Additionally, case definitions can change during an outbreak, especially one caused by a novel pathogen. For example, an unexpected spike in COVID-19 cases in Hubei province, China, occurred on 12 February 2020 when clinical, unconfirmed cases were retrospectively added to incidence data (figure 3). Similarly, the US CDC added probable cases to its case definition in April 2020; however, states do not consistently report these data.15 Changes in the case definition can have a substantial effect on the proportion of all infections identified as cases as time progresses.16
Composite sources for COVID-19
There has been a proliferation of composite data sources created as a result of the scale of the COVID-19 pandemic.17 18 Each composite source uses a different approach to compile data and address the issues previously discussed. Differences can be due to the specific use-cases intended for a dataset—for example, visualising cases/deaths temporally in near real-time, forecasting or disease modelling.18 The way compilers transfer and analyse the complex epidemiological data can also create differences between the compiled sources.5
Composite sources also differ in the spatial granularity of data provided, which may be due to the availability of data or the amount of labour required to compile such large datasets.19 No publicly available compilation dataset contains all available subnational data for the COVID-19 pandemic. In addition, location names may differ, depending on the source of standardisation. For example, Johns Hopkins University uses the US State Department country designations,20 and Metabiota uses Google Geolocation API for naming standardisation.21 More information on some composite sources is shown in online supplemental appendix 1.
The Metabiota composite dataset compiles official outbreak reports to provide information at the finest temporal and geographical resolution available for target locations.21 This dataset is primarily used in infectious disease models. Since case identification and real-time situational awareness are not the primary use case, the dataset is not provided in an interactive public dashboard and is subject to extensive expert review, data validation and cleaning.
Recommendations and best practices
The process of creating composite datasets is complex, with many potential pitfalls. Here we present recommended best practices, drawing on lessons learnt during COVID-19 as well as several prior outbreaks, including SARS-CoV starting in 2002, Zaire ebolavirus from West Africa starting in 2013, the emergence of Zika in the Americas starting in 2015, the Zaire ebolavirus outbreak originating in North Kivu, Democratic Republic of the Congo starting in 2018.22–24 Two types of best practice recommendations are made, those that should be used when creating a compilation dataset and those that should be applied by official reporting sources (recommendations are summarised in table 2).

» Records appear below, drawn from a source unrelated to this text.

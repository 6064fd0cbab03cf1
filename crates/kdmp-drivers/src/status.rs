//! Job status interpretation

use k8s_openapi::api::batch::v1::{Job, JobCondition};

use kdmp_common::crd::VolumeBackup;

use crate::JobInfo;

fn condition<'a>(job: &'a Job, type_: &str) -> Option<&'a JobCondition> {
    job.status
        .as_ref()?
        .conditions
        .as_ref()?
        .iter()
        .find(|c| c.type_ == type_ && c.status == "True")
}

/// Combine a Job and its optional VolumeBackup into a [`JobInfo`].
///
/// The Job decides the outcome; the VolumeBackup only adds progress and the
/// engine's last error. A job that no longer exists is a failure because a
/// retried stage would otherwise wait forever.
pub fn job_info(id: &str, job: Option<&Job>, vb: Option<&VolumeBackup>) -> JobInfo {
    let Some(job) = job else {
        return JobInfo::failed(format!("job {} not found", id));
    };

    let vb_status = vb.and_then(|vb| vb.status.as_ref());
    let last_error = vb_status
        .map(|s| s.last_known_error.as_str())
        .unwrap_or_default();

    if let Some(failed) = condition(job, "Failed") {
        let mut reason = format!("check {} job for details", id);
        if let Some(msg) = failed.message.as_deref().filter(|m| !m.is_empty()) {
            reason.push_str(": ");
            reason.push_str(msg);
        }
        if !last_error.is_empty() {
            reason.push_str(": ");
            reason.push_str(last_error);
        }
        return JobInfo::failed(reason).with_last_error(last_error);
    }

    if condition(job, "Complete").is_some() {
        return JobInfo::completed();
    }

    let progress = vb_status
        .map(|s| s.progress_percentage.clamp(0.0, 100.0))
        .unwrap_or(0.0);
    JobInfo::in_progress(progress).with_last_error(last_error)
}
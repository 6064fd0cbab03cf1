//! Checks run against the claims a DataExport names
//!
//! Pure functions over objects the stage handlers already fetched. A claim
//! that is not usable *yet* yields [`Error::Waiting`]; one that never will
//! be yields [`Error::Validation`].

use k8s_openapi::api::core::v1::{PersistentVolumeClaim, Pod};
use kube::ResourceExt;

use kdmp_common::crd::{DataExportSpec, Reference};
use kdmp_common::quantity::pvc_capacity_bytes;

use crate::Error;

/// StorageClass binding mode that leaves claims Pending until a pod uses them
pub const WAIT_FOR_FIRST_CONSUMER: &str = "WaitForFirstConsumer";

/// Both references carry a name and a namespace
pub fn check_references(spec: &DataExportSpec) -> Result<(), Error> {
    check_reference("source", &spec.source)?;
    check_reference("destination", &spec.destination)
}

fn check_reference(role: &str, reference: &Reference) -> Result<(), Error> {
    if reference.name.is_empty() {
        return Err(Error::validation(format!("{} name is empty", role)));
    }
    if reference.namespace.is_empty() {
        return Err(Error::validation(format!("{} namespace is empty", role)));
    }
    Ok(())
}

/// Phase of a claim, `Pending` when the status is not populated yet
pub fn claim_phase(pvc: &PersistentVolumeClaim) -> &str {
    pvc.status
        .as_ref()
        .and_then(|s| s.phase.as_deref())
        .unwrap_or("Pending")
}

/// Gate a stage on a claim being bound.
///
/// `binding_mode` is the volume binding mode of the claim's StorageClass;
/// a Pending claim under `WaitForFirstConsumer` is accepted because the
/// worker job is what binds it.
pub fn check_bound(
    role: &str,
    pvc: &PersistentVolumeClaim,
    binding_mode: Option<&str>,
) -> Result<(), Error> {
    let key = claim_key(pvc);
    match claim_phase(pvc) {
        "Bound" => Ok(()),
        "Lost" => Err(Error::validation(format!("{} PVC {} is lost", role, key))),
        _ if binding_mode == Some(WAIT_FOR_FIRST_CONSUMER) => Ok(()),
        phase => Err(Error::waiting(format!(
            "{} PVC {} is {}",
            role,
            key,
            phase.to_lowercase()
        ))),
    }
}

/// The destination must hold at least as much as the source
pub fn check_capacity(
    source: &PersistentVolumeClaim,
    destination: &PersistentVolumeClaim,
) -> Result<(), Error> {
    let (Some(src), Some(dst)) = (pvc_capacity_bytes(source)?, pvc_capacity_bytes(destination)?)
    else {
        return Ok(());
    };
    if dst < src {
        return Err(Error::validation(format!(
            "destination PVC size ({}) is less than source PVC size ({})",
            dst, src
        )));
    }
    Ok(())
}

/// Pods that still mount `claim`. Finished pods no longer hold the volume.
pub fn mounting_pods<'a>(pods: &'a [Pod], claim: &str) -> Vec<&'a Pod> {
    pods.iter()
        .filter(|pod| {
            let phase = pod.status.as_ref().and_then(|s| s.phase.as_deref());
            !matches!(phase, Some("Succeeded") | Some("Failed"))
        })
        .filter(|pod| {
            pod.spec
                .as_ref()
                .and_then(|s| s.volumes.as_ref())
                .is_some_and(|volumes| {
                    volumes.iter().any(|v| {
                        v.persistent_volume_claim
                            .as_ref()
                            .is_some_and(|c| c.claim_name == claim)
                    })
                })
        })
        .collect()
}

/// Fail when any pod mounts the source
pub fn check_unmounted(source: &PersistentVolumeClaim, pods: &[&Pod]) -> Result<(), Error> {
    if pods.is_empty() {
        return Ok(());
    }
    let names: Vec<String> = pods.iter().map(|p| p.name_any()).collect();
    Err(Error::validation(format!(
        "source PVC {} is mounted to [{}] pods",
        claim_key(source),
        names.join(" ")
    )))
}

/// rsync without a snapshot copies in place, so both claims must share a
/// namespace
pub fn check_same_namespace(spec: &DataExportSpec) -> Result<(), Error> {
    if spec.source.namespace != spec.destination.namespace {
        return Err(Error::validation(format!(
            "rsync without a snapshot storage class cannot copy from namespace {} to {}",
            spec.source.namespace, spec.destination.namespace
        )));
    }
    Ok(())
}

fn claim_key(pvc: &PersistentVolumeClaim) -> String {
    format!("{}/{}", pvc.namespace().unwrap_or_default(), pvc.name_any())
}
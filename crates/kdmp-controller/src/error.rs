//! Controller error types and their mapping to DataExport reasons

use kdmp_drivers::DriverError;
use kdmp_snapshot::SnapshotError;

/// Category of a failure recorded on a DataExport
#[derive(Clone, Copy, Debug, PartialEq, Eq)]
pub enum ReasonKind {
    /// The request or a referenced object is invalid
    Validation,
    Snapshot,
    /// The worker job or its supporting objects could not be created
    JobProvisioning,
    /// The worker job ran and failed
    JobFailed,
    /// The engine reported an error
    Engine,
    Transient,
}

impl ReasonKind {
    pub fn as_str(&self) -> &'static str {
        match self {
            Self::Validation => "ValidationError",
            Self::Snapshot => "SnapshotError",
            Self::JobProvisioning => "JobProvisioningError",
            Self::JobFailed => "JobFailedError",
            Self::Engine => "EngineError",
            Self::Transient => "TransientError",
        }
    }
}

impl std::fmt::Display for ReasonKind {
    fn fmt(&self, f: &mut std::fmt::Formatter<'_>) -> std::fmt::Result {
        f.write_str(self.as_str())
    }
}

#[derive(Debug, thiserror::Error)]
pub enum Error {
    #[error("kubernetes error: {0}")]
    Kube(#[from] kube::Error),

    #[error(transparent)]
    Common(#[from] kdmp_common::Error),

    #[error(transparent)]
    Driver(#[from] DriverError),

    #[error(transparent)]
    Snapshot(#[from] SnapshotError),

    /// The request or a referenced object cannot be used as is
    #[error("{0}")]
    Validation(String),

    /// A referenced object is not usable yet
    #[error("{0}")]
    Waiting(String),

    #[error("missing namespace on DataExport")]
    MissingNamespace,
}

impl Error {
    pub fn validation(msg: impl Into<String>) -> Self {
        Self::Validation(msg.into())
    }

    pub fn waiting(msg: impl Into<String>) -> Self {
        Self::Waiting(msg.into())
    }

    /// Whether the next reconcile may succeed without a spec change
    pub fn is_retryable(&self) -> bool {
        match self {
            Self::Kube(e) => kdmp_common::error::is_transient_kube_error(e),
            Self::Common(e) => e.is_retryable(),
            Self::Driver(e) => e.is_retryable(),
            Self::Snapshot(e) => e.is_retryable(),
            Self::Validation(_) => false,
            Self::Waiting(_) => true,
            Self::MissingNamespace => false,
        }
    }

    /// Reason kind recorded when this error ends a stage
    pub fn reason_kind(&self) -> ReasonKind {
        if self.is_retryable() {
            return ReasonKind::Transient;
        }
        match self {
            Self::Validation(_) | Self::MissingNamespace => ReasonKind::Validation,
            Self::Common(kdmp_common::Error::Validation { .. }) => ReasonKind::Validation,
            Self::Snapshot(_) => ReasonKind::Snapshot,
            Self::Driver(DriverError::InvalidOptions { .. }) => ReasonKind::Validation,
            Self::Driver(_) => ReasonKind::JobProvisioning,
            Self::Kube(_) | Self::Common(_) | Self::Waiting(_) => ReasonKind::JobProvisioning,
        }
    }
}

Metabiota’s process for creating composite data sources starts with a team of digital surveillance experts with training in infectious disease epidemiology who rely on semiautomated approaches for event detection and prioritisation. Next, officially reported data in a variety of formats are curated, structured and validated into one consistent data format.
While automated data scraping of public health data is a useful tool to speed up data collection, it has many challenges. Many of the COVID-19 reporting websites have changed their data structure several times over the course of the pandemic. Even minor layout changes can cause an automated system to extract the incorrect information from a website.2 Best practice would be to include both automated and manual checks into data scraping to ensure the correct data has been acquired as automated checks cannot guard against all possible errors.
Once data from the initial source is structured, analysts must determine whether a single source is satisfactory or additional sources are required to obtain a comprehensive view of an epidemic. This determination depends largely on the intended use for the data. For example, the properties of a dataset intended to provide near-real-time awareness of an ongoing event may differ significantly from those of a dataset intended to provide accurate retrospective descriptions of an epidemic that has ended. When determining if multiple sources should be fused into a composite database, we consider multiple features of each potential component source. These include, among others, the frequency of updates; the timeliness of updates; the geographic granularity provided; the distinction between confirmed, probable, or suspected cases and deaths; and whether a source archives previous reports or overwrites its data entirely with each update.
When a composite data source becomes necessary, we recommend starting with the most comprehensive source available (eg, widest geographical coverage) to form the dataset’s base, then incorporating additional data provided in other sources to fill gaps. For COVID-19, we chose the WHO’s database of national totals as our primary source based on its ability to provide the broadest worldwide coverage, with the greatest degree of consistency and in the timeliest manner. We then replaced portions of the WHO database using national and/or subnational reports, which typically updated more rapidly and with greater geographical granularity than the WHO source. For some countries, such as the USA, multiple national and subnational reports were fused into the composite database to provide the best available information. In such situations, discrepancies such as date range overlaps or conflicts between national level and subnational level case counts must be reconciled in the composite dataset.
Some compiled datasets list other data aggregating websites and media reports in their sources making the original data source and its validity difficult or even impossible to ascertain. Best practices would be to use only official data primarily from authorities.
Since many dashboards are updated as soon as new data becomes available, the counts for a given location may be incomplete for a specific date, and due to the lack of date/time stamps associated with the data on the dashboard, it is often difficult to know the vintage of the data and how recently it has been updated. Data updated on Thursday for Brazil may be cumulative as of Thursday, but it could also be cumulative for Wednesday, Tuesday or a mixture for different administrative units. This is often the result of a delay in reporting of data from the original source rather than by the data compiler, but without more information, the data could be misinterpreted, leading to errors in calculations and decision making. A more consistent approach would be to update the data when the source has provided the final count for a given day, though it is a trade-off for having the most current data. At a minimum, the date associated with the cases, in addition to the date the data have been updated, is needed for accurate interpretation.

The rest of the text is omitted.